## EXCERPTED RECORDS
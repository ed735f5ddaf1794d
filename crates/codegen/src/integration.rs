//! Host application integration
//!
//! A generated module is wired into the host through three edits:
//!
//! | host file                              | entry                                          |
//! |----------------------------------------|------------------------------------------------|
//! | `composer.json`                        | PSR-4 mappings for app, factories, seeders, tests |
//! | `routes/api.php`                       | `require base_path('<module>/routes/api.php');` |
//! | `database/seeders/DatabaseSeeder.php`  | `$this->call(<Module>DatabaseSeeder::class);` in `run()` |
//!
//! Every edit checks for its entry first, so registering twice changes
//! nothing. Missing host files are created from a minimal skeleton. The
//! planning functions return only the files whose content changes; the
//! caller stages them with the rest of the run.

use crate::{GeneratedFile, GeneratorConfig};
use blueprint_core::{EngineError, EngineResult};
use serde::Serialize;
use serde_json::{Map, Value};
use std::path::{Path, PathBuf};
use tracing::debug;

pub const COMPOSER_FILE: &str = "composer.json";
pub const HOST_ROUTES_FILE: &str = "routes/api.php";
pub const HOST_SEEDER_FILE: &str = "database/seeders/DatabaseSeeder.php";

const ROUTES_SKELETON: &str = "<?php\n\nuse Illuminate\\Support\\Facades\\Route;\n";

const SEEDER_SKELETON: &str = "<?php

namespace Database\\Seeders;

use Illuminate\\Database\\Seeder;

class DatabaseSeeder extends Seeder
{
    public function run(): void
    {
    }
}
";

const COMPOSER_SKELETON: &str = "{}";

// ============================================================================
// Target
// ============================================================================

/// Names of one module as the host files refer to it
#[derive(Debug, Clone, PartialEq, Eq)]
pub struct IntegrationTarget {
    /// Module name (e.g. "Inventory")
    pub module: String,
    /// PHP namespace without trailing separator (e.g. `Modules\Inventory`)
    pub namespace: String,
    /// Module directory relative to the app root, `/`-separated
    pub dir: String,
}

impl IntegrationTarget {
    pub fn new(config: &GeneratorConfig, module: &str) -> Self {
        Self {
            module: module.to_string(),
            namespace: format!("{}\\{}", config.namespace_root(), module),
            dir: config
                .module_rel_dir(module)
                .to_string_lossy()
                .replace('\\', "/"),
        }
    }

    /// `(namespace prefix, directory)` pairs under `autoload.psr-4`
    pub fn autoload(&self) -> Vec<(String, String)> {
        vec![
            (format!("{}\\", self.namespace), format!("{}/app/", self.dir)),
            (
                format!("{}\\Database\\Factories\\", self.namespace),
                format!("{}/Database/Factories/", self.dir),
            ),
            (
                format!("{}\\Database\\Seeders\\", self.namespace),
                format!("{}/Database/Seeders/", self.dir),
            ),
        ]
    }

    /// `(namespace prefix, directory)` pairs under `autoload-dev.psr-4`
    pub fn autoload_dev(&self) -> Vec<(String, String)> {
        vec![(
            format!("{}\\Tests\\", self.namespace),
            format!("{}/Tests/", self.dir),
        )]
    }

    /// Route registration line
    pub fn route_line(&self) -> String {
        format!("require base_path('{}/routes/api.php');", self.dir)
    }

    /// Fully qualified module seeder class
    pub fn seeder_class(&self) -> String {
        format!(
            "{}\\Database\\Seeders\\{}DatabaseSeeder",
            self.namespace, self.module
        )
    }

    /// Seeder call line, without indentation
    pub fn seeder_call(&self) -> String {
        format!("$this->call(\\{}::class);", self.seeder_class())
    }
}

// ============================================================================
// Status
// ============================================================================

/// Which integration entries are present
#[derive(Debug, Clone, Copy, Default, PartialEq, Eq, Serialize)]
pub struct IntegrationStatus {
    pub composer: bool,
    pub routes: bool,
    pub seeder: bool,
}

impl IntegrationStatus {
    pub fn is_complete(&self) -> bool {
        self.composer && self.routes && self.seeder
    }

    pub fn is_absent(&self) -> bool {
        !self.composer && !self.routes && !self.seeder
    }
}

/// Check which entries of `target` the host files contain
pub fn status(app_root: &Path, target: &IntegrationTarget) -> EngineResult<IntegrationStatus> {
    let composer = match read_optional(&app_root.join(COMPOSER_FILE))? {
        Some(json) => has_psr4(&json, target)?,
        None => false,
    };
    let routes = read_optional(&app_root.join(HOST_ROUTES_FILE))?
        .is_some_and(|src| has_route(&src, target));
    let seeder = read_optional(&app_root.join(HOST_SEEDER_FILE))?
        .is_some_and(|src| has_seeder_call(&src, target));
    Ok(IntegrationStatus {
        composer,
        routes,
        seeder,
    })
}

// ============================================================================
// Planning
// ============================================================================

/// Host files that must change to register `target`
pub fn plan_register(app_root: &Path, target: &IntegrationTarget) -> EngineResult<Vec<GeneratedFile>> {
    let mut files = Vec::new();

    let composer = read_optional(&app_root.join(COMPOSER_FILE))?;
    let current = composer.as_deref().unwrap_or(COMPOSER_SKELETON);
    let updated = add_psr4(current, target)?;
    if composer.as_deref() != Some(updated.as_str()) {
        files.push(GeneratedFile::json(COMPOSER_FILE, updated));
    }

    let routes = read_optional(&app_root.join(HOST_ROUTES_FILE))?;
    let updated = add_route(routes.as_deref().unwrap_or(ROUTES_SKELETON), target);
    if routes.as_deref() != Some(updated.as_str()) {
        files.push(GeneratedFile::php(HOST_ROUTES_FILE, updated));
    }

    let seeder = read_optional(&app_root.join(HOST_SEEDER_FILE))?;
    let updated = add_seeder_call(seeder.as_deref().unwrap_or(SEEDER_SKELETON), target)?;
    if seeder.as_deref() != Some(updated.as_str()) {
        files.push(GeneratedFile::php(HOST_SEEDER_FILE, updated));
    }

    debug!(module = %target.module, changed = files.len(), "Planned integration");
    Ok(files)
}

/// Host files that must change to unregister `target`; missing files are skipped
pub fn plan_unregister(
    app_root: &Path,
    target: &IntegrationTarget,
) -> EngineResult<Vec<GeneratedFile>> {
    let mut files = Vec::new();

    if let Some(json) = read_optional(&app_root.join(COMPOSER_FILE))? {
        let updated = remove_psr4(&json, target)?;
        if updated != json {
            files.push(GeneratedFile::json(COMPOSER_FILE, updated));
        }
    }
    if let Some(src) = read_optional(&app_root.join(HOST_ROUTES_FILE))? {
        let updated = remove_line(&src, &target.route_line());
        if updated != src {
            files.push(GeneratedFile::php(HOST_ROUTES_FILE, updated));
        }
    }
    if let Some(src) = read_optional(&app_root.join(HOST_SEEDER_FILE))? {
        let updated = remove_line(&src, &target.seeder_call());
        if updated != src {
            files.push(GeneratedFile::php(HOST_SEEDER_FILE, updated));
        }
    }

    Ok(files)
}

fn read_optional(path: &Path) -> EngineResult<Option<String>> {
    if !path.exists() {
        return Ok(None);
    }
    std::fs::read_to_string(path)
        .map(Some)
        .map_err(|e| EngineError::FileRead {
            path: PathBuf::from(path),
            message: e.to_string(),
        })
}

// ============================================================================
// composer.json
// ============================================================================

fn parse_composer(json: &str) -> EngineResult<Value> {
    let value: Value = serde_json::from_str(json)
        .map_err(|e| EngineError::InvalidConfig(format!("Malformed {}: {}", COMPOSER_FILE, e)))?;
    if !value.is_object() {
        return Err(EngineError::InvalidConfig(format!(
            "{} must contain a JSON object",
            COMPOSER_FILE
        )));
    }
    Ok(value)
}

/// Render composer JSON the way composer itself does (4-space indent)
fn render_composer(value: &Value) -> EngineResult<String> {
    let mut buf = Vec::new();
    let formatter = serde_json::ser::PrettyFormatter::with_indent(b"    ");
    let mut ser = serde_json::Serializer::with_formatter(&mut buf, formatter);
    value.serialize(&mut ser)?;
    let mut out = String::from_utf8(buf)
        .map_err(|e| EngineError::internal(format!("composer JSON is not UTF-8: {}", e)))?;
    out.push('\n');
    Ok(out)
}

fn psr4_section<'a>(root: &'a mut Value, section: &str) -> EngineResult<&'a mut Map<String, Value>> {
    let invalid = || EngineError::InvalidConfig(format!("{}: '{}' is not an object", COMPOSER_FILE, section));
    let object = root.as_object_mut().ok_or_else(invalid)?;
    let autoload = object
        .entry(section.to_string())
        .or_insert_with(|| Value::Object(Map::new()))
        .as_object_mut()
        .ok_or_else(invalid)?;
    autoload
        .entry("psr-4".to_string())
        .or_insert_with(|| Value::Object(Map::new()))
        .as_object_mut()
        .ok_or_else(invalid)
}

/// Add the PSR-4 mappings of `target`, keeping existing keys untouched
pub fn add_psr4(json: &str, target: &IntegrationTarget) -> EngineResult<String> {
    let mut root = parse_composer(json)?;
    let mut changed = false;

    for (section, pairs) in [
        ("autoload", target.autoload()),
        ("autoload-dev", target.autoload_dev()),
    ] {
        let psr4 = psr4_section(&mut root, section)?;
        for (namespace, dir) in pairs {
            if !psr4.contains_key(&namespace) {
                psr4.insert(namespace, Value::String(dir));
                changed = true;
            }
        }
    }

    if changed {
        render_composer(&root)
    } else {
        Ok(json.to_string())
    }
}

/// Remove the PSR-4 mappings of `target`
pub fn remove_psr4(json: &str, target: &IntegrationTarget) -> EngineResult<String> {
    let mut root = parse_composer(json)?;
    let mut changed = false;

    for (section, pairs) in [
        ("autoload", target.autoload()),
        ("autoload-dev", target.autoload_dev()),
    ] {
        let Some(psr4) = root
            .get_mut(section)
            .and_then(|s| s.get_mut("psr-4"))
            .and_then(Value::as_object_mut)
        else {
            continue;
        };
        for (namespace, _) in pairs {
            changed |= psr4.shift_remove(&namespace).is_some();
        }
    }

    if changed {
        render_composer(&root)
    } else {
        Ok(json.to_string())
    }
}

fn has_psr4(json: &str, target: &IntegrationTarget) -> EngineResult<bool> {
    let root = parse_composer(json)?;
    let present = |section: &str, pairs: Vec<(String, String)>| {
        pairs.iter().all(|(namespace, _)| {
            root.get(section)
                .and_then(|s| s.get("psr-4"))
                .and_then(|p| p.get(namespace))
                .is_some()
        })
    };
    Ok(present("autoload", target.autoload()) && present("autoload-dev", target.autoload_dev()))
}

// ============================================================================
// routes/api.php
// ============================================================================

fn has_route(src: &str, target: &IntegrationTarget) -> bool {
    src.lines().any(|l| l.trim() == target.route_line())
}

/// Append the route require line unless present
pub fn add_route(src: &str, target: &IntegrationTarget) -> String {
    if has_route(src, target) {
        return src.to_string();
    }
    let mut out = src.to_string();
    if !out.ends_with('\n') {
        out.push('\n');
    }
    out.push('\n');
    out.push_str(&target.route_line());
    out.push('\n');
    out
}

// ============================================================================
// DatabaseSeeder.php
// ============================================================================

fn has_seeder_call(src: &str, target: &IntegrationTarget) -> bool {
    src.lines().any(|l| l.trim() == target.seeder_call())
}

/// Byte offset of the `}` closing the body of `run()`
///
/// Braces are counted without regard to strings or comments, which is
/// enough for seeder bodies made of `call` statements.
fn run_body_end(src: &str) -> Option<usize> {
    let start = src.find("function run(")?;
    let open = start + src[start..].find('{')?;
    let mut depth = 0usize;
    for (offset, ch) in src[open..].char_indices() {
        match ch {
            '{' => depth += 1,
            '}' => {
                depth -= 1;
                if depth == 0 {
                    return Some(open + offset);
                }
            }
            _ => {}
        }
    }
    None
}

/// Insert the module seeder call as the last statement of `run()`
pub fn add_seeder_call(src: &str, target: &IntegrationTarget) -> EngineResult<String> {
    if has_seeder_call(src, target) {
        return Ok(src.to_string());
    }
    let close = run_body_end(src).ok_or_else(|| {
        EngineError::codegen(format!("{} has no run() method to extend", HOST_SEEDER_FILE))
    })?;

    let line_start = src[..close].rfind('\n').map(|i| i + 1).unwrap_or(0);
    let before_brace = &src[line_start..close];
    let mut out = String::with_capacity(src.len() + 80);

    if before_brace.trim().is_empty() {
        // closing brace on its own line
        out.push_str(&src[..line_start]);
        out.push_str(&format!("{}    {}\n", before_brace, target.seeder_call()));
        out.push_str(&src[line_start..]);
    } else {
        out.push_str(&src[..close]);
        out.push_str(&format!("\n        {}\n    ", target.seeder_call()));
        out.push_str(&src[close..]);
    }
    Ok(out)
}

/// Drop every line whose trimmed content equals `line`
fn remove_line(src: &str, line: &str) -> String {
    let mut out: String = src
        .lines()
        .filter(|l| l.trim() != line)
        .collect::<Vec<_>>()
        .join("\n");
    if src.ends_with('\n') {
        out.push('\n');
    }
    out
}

## PROBLEM DESCRIPTION
The lines to show are those in the data above that include "open".

## TASK RESULT
    let open = start + src[start..].find('{')?;
    for (offset, ch) in src[open..].char_indices() {
                    return Some(open + offset);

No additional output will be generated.